[Records for the exercise — start]

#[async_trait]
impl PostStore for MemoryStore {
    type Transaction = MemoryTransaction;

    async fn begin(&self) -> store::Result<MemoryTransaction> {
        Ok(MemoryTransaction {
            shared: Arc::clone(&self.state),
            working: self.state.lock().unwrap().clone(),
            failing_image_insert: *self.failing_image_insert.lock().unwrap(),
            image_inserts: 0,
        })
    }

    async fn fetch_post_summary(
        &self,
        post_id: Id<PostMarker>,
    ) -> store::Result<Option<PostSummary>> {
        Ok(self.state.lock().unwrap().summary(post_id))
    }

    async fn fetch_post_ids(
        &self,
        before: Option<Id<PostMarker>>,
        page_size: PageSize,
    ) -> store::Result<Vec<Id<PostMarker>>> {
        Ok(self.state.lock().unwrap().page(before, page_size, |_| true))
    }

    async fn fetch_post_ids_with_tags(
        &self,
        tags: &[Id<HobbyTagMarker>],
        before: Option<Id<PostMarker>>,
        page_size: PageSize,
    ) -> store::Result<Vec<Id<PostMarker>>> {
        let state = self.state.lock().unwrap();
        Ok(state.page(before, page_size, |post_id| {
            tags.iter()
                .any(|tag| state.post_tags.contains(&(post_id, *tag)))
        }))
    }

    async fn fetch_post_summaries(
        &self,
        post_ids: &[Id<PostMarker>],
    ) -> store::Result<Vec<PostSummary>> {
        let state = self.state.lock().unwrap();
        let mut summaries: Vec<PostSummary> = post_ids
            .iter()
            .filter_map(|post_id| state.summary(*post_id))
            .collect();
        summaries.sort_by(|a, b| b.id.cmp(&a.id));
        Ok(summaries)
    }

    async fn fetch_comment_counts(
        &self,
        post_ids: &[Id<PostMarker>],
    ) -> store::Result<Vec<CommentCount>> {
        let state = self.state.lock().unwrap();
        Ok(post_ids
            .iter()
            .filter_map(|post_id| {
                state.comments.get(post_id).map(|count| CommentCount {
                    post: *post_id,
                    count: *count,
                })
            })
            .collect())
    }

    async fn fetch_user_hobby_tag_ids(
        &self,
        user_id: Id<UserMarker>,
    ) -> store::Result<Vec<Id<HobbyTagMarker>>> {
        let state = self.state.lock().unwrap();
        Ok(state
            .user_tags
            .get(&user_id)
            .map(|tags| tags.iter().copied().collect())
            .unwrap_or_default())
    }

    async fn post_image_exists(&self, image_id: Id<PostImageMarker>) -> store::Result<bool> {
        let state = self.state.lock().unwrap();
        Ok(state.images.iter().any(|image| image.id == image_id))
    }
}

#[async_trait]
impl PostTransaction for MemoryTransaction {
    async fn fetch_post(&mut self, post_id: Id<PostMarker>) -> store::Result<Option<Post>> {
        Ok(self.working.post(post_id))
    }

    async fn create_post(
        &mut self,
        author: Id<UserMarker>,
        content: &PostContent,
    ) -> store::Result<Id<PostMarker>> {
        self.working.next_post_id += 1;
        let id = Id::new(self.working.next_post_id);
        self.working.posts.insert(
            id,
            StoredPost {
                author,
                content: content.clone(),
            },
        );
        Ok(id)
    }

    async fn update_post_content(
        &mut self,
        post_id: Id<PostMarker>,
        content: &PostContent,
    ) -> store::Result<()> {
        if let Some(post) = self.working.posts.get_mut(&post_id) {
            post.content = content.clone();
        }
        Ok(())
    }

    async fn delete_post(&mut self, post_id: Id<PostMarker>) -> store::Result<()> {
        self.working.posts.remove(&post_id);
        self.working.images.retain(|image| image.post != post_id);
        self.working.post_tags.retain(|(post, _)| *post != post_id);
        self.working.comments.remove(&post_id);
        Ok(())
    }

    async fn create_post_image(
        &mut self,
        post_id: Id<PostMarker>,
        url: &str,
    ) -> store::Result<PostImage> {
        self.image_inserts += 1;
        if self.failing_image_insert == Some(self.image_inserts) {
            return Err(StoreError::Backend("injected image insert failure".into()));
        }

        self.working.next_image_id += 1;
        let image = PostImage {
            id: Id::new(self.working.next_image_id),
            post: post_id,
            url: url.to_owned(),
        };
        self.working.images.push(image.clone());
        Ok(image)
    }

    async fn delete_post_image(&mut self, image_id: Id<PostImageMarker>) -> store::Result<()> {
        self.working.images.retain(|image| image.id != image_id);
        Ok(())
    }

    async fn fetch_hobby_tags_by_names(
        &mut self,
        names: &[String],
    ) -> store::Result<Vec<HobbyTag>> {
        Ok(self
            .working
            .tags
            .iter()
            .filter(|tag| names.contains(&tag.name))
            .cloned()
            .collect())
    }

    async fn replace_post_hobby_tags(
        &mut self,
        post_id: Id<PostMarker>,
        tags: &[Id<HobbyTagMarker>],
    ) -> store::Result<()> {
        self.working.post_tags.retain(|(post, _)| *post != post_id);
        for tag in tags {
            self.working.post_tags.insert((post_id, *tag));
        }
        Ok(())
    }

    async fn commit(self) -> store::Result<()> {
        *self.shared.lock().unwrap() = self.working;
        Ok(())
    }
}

[Records for the exercise — finish]

◆ What you will do:
Transcribe all the data word for word, as it appears above.

◆ Result of this exercise:
#[async_trait]
impl PostStore for MemoryStore {
    type Transaction = MemoryTransaction;

    async fn begin(&self) -> store::Result<MemoryTransaction> {
        Ok(MemoryTransaction {
            shared: Arc::clone(&self.state),
            working: self.state.lock().unwrap().clone(),
            failing_image_insert: *self.failing_image_insert.lock().unwrap(),
            image_inserts: 0,
        })
    }

    async fn fetch_post_summary(
        &self,
        post_id: Id<PostMarker>,
    ) -> store::Result<Option<PostSummary>> {
        Ok(self.state.lock().unwrap().summary(post_id))
    }

    async fn fetch_post_ids(
        &self,
        before: Option<Id<PostMarker>>,
        page_size: PageSize,
    ) -> store::Result<Vec<Id<PostMarker>>> {
        Ok(self.state.lock().unwrap().page(before, page_size, |_| true))
    }

    async fn fetch_post_ids_with_tags(
        &self,
        tags: &[Id<HobbyTagMarker>],
        before: Option<Id<PostMarker>>,
        page_size: PageSize,
    ) -> store::Result<Vec<Id<PostMarker>>> {
        let state = self.state.lock().unwrap();
        Ok(state.page(before, page_size, |post_id| {
            tags.iter()
                .any(|tag| state.post_tags.contains(&(post_id, *tag)))
        }))
    }

    async fn fetch_post_summaries(
        &self,
        post_ids: &[Id<PostMarker>],
    ) -> store::Result<Vec<PostSummary>> {
        let state = self.state.lock().unwrap();
        let mut summaries: Vec<PostSummary> = post_ids
            .iter()
            .filter_map(|post_id| state.summary(*post_id))
            .collect();
        summaries.sort_by(|a, b| b.id.cmp(&a.id));
        Ok(summaries)
    }

    async fn fetch_comment_counts(
        &self,
        post_ids: &[Id<PostMarker>],
    ) -> store::Result<Vec<CommentCount>> {
        let state = self.state.lock().unwrap();
        Ok(post_ids
            .iter()
            .filter_map(|post_id| {
                state.comments.get(post_id).map(|count| CommentCount {
                    post: *post_id,
                    count: *count,
                })
            })
            .collect())
    }

    async fn fetch_user_hobby_tag_ids(
        &self,
        user_id: Id<UserMarker>,
    ) -> store::Result<Vec<Id<HobbyTagMarker>>> {
        let state = self.state.lock().unwrap();
        Ok(state
            .user_tags
            .get(&user_id)
            .map(|tags| tags.iter().copied().collect())
            .unwrap_or_default())
    }

    async fn post_image_exists(&self, image_id: Id<PostImageMarker>) -> store::Result<bool> {
        let state = self.state.lock().unwrap();
        Ok(state.images.iter().any(|image| image.id == image_id))
    }
}

#[async_trait]
impl PostTransaction for MemoryTransaction {
    async fn fetch_post(&mut self, post_id: Id<PostMarker>) -> store::Result<Option<Post>> {
        Ok(self.working.post(post_id))
    }

    async fn create_post(
        &mut self,
        author: Id<UserMarker>,
        content: &PostContent,
    ) -> store::Result<Id<PostMarker>> {
        self.working.next_post_id += 1;
        let id = Id::new(self.working.next_post_id);
        self.working.posts.insert(
            id,
            StoredPost {
                author,
                content: content.clone(),
            },
        );
        Ok(id)
    }

    async fn update_post_content(
        &mut self,
        post_id: Id<PostMarker>,
        content: &PostContent,
    ) -> store::Result<()> {
        if let Some(post) = self.working.posts.get_mut(&post_id) {
            post.content = content.clone();
        }
        Ok(())
    }

    async fn delete_post(&mut self, post_id: Id<PostMarker>) -> store::Result<()> {
        self.working.posts.remove(&post_id);
        self.working.images.retain(|image| image.post != post_id);
        self.working.post_tags.retain(|(post, _)| *post != post_id);
        self.working.comments.remove(&post_id);
        Ok(())
    }

    async fn create_post_image(
        &mut self,
        post_id: Id<PostMarker>,
        url: &str,
    ) -> store::Result<PostImage> {
        self.image_inserts += 1;
        if self.failing_image_insert == Some(self.image_inserts) {
            return Err(StoreError::Backend("injected image insert failure".into()));
        }

        self.working.next_image_id += 1;
        let image = PostImage {
            id: Id::new(self.working.next_image_id),
            post: post_id,
            url: url.to_owned(),
        };
        self.working.images.push(image.clone());
        Ok(image)
    }

    async fn delete_post_image(&mut self, image_id: Id<PostImageMarker>) -> store::Result<()> {
        self.working.images.retain(|image| image.id != image_id);
        Ok(())
    }

    async fn fetch_hobby_tags_by_names(
        &mut self,
        names: &[String],
    ) -> store::Result<Vec<HobbyTag>> {
        Ok(self
            .working
            .tags
            .iter()
            .filter(|tag| names.contains(&tag.name))
            .cloned()
            .collect())
    }

    async fn replace_post_hobby_tags(
        &mut self,
        post_id: Id<PostMarker>,
        tags: &[Id<HobbyTagMarker>],
    ) -> store::Result<()> {
        self.working.post_tags.retain(|(post, _)| *post != post_id);
        for tag in tags {
            self.working.post_tags.insert((post_id, *tag));
        }
        Ok(())
    }

    async fn commit(self) -> store::Result<()> {
        *self.shared.lock().unwrap() = self.working;
        Ok(())
    }
}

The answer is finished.